- Exercise data
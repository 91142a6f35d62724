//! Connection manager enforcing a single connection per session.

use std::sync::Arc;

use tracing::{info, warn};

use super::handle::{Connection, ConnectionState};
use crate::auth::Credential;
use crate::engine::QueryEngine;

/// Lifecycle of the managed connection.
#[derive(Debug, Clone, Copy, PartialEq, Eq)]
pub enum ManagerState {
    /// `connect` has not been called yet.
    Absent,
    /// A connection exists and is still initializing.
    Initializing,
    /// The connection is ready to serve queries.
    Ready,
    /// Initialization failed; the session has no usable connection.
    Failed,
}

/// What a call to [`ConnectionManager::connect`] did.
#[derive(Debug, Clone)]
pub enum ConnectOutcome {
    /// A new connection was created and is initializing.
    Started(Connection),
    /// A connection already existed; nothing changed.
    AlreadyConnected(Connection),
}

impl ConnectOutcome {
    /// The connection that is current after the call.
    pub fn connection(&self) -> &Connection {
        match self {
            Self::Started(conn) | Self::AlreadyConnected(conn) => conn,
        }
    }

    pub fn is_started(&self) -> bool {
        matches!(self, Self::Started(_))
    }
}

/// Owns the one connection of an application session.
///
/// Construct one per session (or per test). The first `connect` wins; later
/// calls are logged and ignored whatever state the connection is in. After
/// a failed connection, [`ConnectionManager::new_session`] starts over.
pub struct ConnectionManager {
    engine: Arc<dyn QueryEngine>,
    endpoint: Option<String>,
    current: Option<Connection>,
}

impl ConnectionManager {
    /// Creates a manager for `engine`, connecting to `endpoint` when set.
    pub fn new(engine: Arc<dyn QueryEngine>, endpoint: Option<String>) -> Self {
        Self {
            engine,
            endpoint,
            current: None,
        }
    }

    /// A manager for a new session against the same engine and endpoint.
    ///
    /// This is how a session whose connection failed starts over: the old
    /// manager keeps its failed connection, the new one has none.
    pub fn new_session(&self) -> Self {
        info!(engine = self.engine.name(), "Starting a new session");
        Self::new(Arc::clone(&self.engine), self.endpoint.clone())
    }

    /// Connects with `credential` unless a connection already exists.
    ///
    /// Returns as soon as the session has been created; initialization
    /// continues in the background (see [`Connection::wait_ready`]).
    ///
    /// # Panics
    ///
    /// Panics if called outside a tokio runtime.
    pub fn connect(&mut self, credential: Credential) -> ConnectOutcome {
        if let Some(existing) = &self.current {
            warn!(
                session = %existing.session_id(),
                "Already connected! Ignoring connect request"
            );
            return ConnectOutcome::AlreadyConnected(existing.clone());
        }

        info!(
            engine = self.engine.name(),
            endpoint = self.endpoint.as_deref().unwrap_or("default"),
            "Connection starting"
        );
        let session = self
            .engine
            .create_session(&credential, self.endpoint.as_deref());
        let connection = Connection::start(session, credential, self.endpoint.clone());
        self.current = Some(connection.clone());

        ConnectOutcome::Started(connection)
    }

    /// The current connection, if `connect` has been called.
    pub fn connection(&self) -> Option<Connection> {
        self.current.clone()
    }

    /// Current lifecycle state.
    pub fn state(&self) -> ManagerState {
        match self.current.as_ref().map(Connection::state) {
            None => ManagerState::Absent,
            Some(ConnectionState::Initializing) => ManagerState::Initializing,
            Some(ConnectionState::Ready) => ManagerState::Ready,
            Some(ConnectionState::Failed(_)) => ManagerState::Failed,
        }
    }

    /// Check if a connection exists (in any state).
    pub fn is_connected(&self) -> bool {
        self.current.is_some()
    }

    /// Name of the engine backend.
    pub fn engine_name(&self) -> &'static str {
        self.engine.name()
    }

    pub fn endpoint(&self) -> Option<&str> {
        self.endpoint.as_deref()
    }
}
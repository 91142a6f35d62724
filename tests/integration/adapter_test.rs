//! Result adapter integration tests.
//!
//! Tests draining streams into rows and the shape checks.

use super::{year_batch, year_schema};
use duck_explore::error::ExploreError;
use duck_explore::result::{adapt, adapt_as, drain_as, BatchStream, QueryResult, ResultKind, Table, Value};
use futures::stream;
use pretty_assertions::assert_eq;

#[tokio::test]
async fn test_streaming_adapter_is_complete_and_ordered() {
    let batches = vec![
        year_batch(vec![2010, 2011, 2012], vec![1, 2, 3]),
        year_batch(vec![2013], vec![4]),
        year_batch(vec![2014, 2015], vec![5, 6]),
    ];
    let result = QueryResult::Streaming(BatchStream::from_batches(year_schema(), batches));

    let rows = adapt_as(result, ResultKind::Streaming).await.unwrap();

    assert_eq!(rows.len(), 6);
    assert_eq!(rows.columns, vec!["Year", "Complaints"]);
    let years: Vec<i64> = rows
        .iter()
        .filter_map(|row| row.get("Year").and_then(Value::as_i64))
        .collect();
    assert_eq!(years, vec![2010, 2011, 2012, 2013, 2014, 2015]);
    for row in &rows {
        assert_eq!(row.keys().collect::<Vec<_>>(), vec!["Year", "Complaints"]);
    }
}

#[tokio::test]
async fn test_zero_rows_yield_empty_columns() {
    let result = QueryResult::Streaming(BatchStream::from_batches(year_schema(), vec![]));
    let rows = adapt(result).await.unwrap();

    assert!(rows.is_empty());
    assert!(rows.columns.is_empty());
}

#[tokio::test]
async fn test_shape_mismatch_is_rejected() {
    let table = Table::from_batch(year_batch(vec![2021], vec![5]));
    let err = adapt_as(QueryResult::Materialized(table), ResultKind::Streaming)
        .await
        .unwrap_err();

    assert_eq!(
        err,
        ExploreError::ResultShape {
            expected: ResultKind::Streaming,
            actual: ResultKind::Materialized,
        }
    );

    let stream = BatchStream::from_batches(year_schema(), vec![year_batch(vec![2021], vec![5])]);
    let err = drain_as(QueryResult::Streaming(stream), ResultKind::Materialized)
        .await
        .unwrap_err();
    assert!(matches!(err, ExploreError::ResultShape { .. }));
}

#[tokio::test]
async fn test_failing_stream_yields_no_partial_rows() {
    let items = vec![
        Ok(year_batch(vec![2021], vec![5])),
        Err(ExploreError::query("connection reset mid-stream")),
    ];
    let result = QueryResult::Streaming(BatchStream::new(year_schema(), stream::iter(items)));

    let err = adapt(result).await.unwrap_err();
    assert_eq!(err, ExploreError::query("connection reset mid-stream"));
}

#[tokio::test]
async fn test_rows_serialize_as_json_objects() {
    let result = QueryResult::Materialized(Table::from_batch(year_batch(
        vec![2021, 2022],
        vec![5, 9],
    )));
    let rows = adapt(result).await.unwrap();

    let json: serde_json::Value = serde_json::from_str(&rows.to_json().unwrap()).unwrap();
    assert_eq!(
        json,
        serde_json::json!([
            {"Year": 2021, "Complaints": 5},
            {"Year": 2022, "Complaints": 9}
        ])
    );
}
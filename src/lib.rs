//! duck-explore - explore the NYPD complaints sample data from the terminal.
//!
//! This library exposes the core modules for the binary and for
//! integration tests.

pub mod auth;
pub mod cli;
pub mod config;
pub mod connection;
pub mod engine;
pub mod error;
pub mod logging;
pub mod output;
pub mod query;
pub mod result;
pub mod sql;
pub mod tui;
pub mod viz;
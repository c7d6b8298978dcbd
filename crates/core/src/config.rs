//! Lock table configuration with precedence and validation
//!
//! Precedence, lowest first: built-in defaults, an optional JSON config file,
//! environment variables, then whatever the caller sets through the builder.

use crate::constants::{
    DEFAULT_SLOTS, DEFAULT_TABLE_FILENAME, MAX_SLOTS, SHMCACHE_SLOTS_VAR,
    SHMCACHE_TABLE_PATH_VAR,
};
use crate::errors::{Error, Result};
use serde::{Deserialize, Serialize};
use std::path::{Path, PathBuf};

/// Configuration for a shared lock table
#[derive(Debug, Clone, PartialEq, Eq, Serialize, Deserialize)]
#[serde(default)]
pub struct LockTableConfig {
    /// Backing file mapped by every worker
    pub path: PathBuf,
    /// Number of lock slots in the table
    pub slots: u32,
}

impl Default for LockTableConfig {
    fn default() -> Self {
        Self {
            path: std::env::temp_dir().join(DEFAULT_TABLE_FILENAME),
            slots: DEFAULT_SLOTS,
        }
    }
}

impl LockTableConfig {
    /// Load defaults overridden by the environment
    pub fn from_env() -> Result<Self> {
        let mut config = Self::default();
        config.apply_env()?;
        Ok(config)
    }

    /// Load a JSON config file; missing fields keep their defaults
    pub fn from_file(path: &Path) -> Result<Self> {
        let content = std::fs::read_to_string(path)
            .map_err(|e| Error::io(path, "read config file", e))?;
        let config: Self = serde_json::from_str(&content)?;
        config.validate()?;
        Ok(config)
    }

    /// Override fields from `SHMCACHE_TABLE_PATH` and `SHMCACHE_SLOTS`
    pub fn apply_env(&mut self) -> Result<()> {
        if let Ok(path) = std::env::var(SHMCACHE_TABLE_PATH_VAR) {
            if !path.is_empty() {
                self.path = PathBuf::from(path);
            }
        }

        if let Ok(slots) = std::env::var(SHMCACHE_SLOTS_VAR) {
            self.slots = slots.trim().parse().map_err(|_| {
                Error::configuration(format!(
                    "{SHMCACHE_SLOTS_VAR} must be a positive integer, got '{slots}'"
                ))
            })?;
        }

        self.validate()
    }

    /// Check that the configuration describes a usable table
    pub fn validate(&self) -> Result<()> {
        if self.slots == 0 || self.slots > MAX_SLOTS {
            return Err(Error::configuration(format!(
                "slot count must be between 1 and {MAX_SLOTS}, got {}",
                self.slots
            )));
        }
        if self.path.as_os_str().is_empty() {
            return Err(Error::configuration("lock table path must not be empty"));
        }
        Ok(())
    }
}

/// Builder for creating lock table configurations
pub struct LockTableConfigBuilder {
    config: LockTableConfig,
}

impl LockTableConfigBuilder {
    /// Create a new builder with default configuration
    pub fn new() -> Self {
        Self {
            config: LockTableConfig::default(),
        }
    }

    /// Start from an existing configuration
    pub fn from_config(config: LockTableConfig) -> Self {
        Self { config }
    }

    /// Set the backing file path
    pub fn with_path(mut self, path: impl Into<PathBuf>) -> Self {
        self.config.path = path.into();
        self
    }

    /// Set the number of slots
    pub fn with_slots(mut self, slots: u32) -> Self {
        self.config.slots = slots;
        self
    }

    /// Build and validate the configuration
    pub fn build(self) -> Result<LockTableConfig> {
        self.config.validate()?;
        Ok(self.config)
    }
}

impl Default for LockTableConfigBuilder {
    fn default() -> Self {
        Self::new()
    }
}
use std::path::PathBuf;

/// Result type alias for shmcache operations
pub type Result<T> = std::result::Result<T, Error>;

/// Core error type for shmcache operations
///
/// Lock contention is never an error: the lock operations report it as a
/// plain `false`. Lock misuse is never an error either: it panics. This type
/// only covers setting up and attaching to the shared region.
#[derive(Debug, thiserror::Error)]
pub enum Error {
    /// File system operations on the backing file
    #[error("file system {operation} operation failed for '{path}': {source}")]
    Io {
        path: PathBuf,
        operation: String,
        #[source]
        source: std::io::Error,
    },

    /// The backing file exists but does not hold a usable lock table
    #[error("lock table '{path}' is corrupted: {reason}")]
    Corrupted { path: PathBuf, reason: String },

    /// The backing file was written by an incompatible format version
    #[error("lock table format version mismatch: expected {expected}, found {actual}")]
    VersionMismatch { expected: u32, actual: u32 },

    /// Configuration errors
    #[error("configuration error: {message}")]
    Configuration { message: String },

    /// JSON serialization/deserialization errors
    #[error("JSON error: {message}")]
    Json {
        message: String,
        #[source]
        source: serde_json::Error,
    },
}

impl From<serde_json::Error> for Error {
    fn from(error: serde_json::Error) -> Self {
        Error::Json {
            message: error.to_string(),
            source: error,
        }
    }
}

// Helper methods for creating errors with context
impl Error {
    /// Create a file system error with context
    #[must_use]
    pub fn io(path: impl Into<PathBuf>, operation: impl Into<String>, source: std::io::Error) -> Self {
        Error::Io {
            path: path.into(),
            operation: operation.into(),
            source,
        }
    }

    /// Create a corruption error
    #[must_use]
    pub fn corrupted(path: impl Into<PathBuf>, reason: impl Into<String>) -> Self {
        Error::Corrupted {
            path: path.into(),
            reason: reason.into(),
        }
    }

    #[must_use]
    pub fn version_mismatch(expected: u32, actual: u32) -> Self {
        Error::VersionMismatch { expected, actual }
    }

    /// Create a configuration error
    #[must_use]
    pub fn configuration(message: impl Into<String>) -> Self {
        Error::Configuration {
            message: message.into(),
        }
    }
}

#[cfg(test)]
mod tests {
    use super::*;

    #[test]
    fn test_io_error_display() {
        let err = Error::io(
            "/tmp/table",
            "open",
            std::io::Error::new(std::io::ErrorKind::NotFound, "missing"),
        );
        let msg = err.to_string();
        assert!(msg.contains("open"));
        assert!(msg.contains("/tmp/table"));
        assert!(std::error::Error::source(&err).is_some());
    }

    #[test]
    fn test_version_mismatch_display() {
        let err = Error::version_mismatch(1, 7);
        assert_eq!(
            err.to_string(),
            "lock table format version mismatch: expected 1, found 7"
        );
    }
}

- Work order
Scan the records above for the word "years". Show each line in which it appears.

- Solution
    let years: Vec<i64> = rows
    assert_eq!(years, vec![2010, 2011, 2012, 2013, 2014, 2015]);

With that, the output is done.